Congress has enacted the following E-Government laws: the E-Government Act of
2002, the Federal Financial Assistance Management Improvement, and the
Government Paperwork Elimination Act (GPEA).
E-Government Act of 2002
The President signed HR 2458, the
E-Government Act of 2002, on December 17, 2002 as Public Law (P.L.) 107-347.
The E-Government Act is intended to provide information technology (IT)
leadership, improve coordination and deployment of IT across the Federal
Government, help agencies achieve the IT management reforms required under the
1996 Clinger-Cohen Act, include the private sector in E-Government solutions,
and ensure greater citizen access to the Federal Government through the improved
use of IT.
The E-Government Act
- Defines Electronic Government as "... the use by the Government of
web-based Internet applications and other information technologies, combined
with processes that implement these technologies, to - (A) enhance the access
to and delivery of Government information and services to the public, other
agencies, and other Government entities; or (B) bring about improvements in
Government operations that may include effectiveness, efficiency, service
quality, or transformation."
- Establishes an Office of Electronic Government within OMB, essentially the
office that already exists under Mark Forman, associate OMB director for
information technology and e-government. The head of the office, the
Administrator of the Office of Electronic Government (Administrator), will be
appointed by the President but does not have to be confirmed by the Senate.

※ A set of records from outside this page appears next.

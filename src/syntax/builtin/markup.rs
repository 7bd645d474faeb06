//! Markup and data format configurations (XML, HTML, CSS, JSON)

use crate::syntax::registry::LanguageConfig;

const HTML_TAGS: &[&str] = &[
    "html", "head", "body", "div", "span", "p", "a", "img", "script", "style",
    "title", "meta", "link", "br", "hr", "input", "button", "form", "table",
    "tr", "td", "th", "ul", "ol", "li", "h1", "h2", "h3", "h4", "h5", "h6",
];

const CSS_PROPERTIES: &[&str] = &[
    "margin", "padding", "border", "color", "background", "font", "display",
    "position", "width", "height", "top", "right", "bottom", "left", "flex",
    "grid", "animation", "transition", "transform", "media", "import",
];

/// Create XML configuration
pub fn xml_config() -> LanguageConfig {
    LanguageConfig::plain()
        .with_line_comment("<!--")
        .with_block_comment("<!--", "-->")
}

/// Create JSON configuration
pub fn json_config() -> LanguageConfig {
    LanguageConfig::new(["true", "false", "null"])
}

/// Create HTML configuration
pub fn html_config() -> LanguageConfig {
    LanguageConfig::new(HTML_TAGS.iter().copied())
}

/// Create CSS configuration
pub fn css_config() -> LanguageConfig {
    LanguageConfig::new(CSS_PROPERTIES.iter().copied())
}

The new position does not have a lot of direct power, but as a
statutorily-authorized position, it will be subject to more consistent
- Establishes the E-Government Fund at $345 million over fiscal years 2003
through 2006, to be overseen by the Administrator. A proposal for funding
under this provision must identify resource commitments from within the
agencies involved, be approved by a senior agency official, and include plans
for potential continuation after all E-Government funds are expended. Projects
funded by the E-Government Fund must adhere to fundamental capital planning
and investment control processes, be interagency in scope, include security
and privacy protections, and have performance objectives that tie to agency
missions and strategic goals in place.
- Codifies the already existing Federal Chief Information Officers Council
with a few modifications from the Executive Order that established the Council
in 1996 and requires that agency CIOs participate.
In managing and promoting E-Government, the E-Government Act requires that
- Ensure that policies and guidance established under this Act are
communicated within their agencies and support the efforts of OMB and GSA to
deliver Federal Government information and services to the public.

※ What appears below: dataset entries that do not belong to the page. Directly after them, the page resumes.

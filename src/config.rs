//! Configuration file support
//!
//! Loads settings from ~/.codepad.toml (or %USERPROFILE%\.codepad.toml on Windows)
//!
//! Example:
//! ```toml
//! [editor]
//! line-numbers = true
//! color = true
//! default-language = "kotlin"
//!
//! [colors]
//! keyword = "#569CD6"
//! comment = { color = "#6A9955", italic = true }
//! ```

use std::fs;
use std::path::{Path, PathBuf};

use toml::{Table, Value};
use tracing::{debug, warn};

use crate::error::{Error, Result};
use crate::syntax::{Color, LanguageId, Style, Theme, TokenType};

const CONFIG_FILE: &str = ".codepad.toml";

/// Configuration settings
#[derive(Debug, Clone, PartialEq)]
pub struct Config {
    /// Whether to prefix lines with their number
    pub show_line_numbers: bool,
    /// Whether to emit colors at all
    pub color: bool,
    /// Language used when none is given and none can be detected
    pub default_language: Option<LanguageId>,
    /// Token styles
    pub theme: Theme,
}

impl Default for Config {
    fn default() -> Self {
        Self {
            show_line_numbers: false,
            color: true,
            default_language: None,
            theme: Theme::default(),
        }
    }
}

impl Config {
    /// Get the config file path
    pub fn config_path() -> Option<PathBuf> {
        #[cfg(windows)]
        {
            std::env::var("USERPROFILE")
                .ok()
                .map(|home| PathBuf::from(home).join(CONFIG_FILE))
        }

        #[cfg(not(windows))]
        {
            std::env::var("HOME")
                .ok()
                .map(|home| PathBuf::from(home).join(CONFIG_FILE))
        }
    }

    /// Load configuration from the default location
    ///
    /// A missing file yields the defaults; a broken one is reported and
    /// ignored.
    pub fn load() -> Self {
        let Some(path) = Self::config_path() else {
            return Config::default();
        };
        if !path.exists() {
            debug!(path = %path.display(), "no config file");
            return Config::default();
        }

        match Self::load_from(&path) {
            Ok(config) => config,
            Err(err) => {
                warn!(path = %path.display(), %err, "ignoring config file");
                Config::default()
            }
        }
    }

    /// Load configuration from a specific file
    pub fn load_from(path: &Path) -> Result<Self> {
        let contents = fs::read_to_string(path)?;
        let table = Self::parse(&contents).map_err(|source| Error::ConfigParse {
            path: path.to_path_buf(),
            source,
        })?;

        let mut config = Config::default();
        config.apply(&table)?;
        debug!(path = %path.display(), "loaded config");
        Ok(config)
    }

    /// Parse config file contents into a TOML table
    fn parse(contents: &str) -> std::result::Result<Table, toml::de::Error> {
        contents.parse::<Table>()
    }

    /// Apply settings from a parsed config
    fn apply(&mut self, table: &Table) -> Result<()> {
        if let Some(editor) = table.get("editor") {
            let editor = as_table("editor", editor)?;

            if let Some(value) = editor.get("line-numbers") {
                self.show_line_numbers = as_bool("editor.line-numbers", value)?;
            }

            if let Some(value) = editor.get("color") {
                self.color = as_bool("editor.color", value)?;
            }

            if let Some(value) = editor.get("default-language") {
                let name = as_str("editor.default-language", value)?;
                self.default_language = Some(name.parse()?);
            }
        }

        if let Some(colors) = table.get("colors") {
            for (name, value) in as_table("colors", colors)? {
                let key = format!("colors.{}", name);
                let token = TokenType::from_name(name).ok_or_else(|| Error::InvalidConfig {
                    key: key.clone(),
                    reason: "unknown token type".to_string(),
                })?;
                self.theme.set(token, parse_style(&key, value)?);
            }
        }

        Ok(())
    }
}

/// Parse a style given either as `"#RRGGBB"` or as
/// `{ color = "#RRGGBB", bold = true, italic = false }`
fn parse_style(key: &str, value: &Value) -> Result<Style> {
    match value {
        Value::String(hex) => Ok(Style::fg(Color::parse_hex(hex)?)),
        Value::Table(table) => {
            let mut style = Style::default();
            if let Some(color) = table.get("color") {
                style = style.with_fg(Color::parse_hex(as_str(key, color)?)?);
            }
            if let Some(bold) = table.get("bold") {
                style.bold = as_bool(key, bold)?;
            }
            if let Some(italic) = table.get("italic") {
                style.italic = as_bool(key, italic)?;
            }
            Ok(style)
        }
        other => Err(invalid(key, "a color string or table", other)),
    }
}

fn as_table<'a>(key: &str, value: &'a Value) -> Result<&'a Table> {
    value.as_table().ok_or_else(|| invalid(key, "a table", value))
}

fn as_bool(key: &str, value: &Value) -> Result<bool> {
    value.as_bool().ok_or_else(|| invalid(key, "a boolean", value))
}

fn as_str<'a>(key: &str, value: &'a Value) -> Result<&'a str> {
    value.as_str().ok_or_else(|| invalid(key, "a string", value))
}

fn invalid(key: &str, expected: &str, found: &Value) -> Error {
    Error::InvalidConfig {
        key: key.to_string(),
        reason: format!("expected {}, found {}", expected, found.type_str()),
    }
}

- Develop performance measures that demonstrate how E-Government enables
progress toward agency objectives, strategic goals, and statutory mandates.
Each agency must submit an annual E-Government Status Report to OMB on the
status of agency E-Government initiatives, compliance of the agency with this
Act, and how agency E-Government initiatives improve performance in delivering
programs to constituencies. Agencies are already reporting status of
initiatives under the Government Paperwork Elimination Act (GPEA) and
initiatives associated with OMB’s E-Government Quicksilver projects.
- Ensure that they consider the impact on persons without access to the
Internet when implementing programs and policies on the Internet.
- Achieve interoperability for appropriately securing electronic
transactions in order to fulfill the objectives of GPEA.
The E-Government Act addresses the IT workforce challenge by
- Directing OPM, along with other agencies, to develop and issue
governmentwide policies to promote the development of performance standards
for training. The CIO of each agency is responsible for ensuring
implementation of the workforce policies under this subsection of the Act.
Reporting on the IT and IRM workforce is required.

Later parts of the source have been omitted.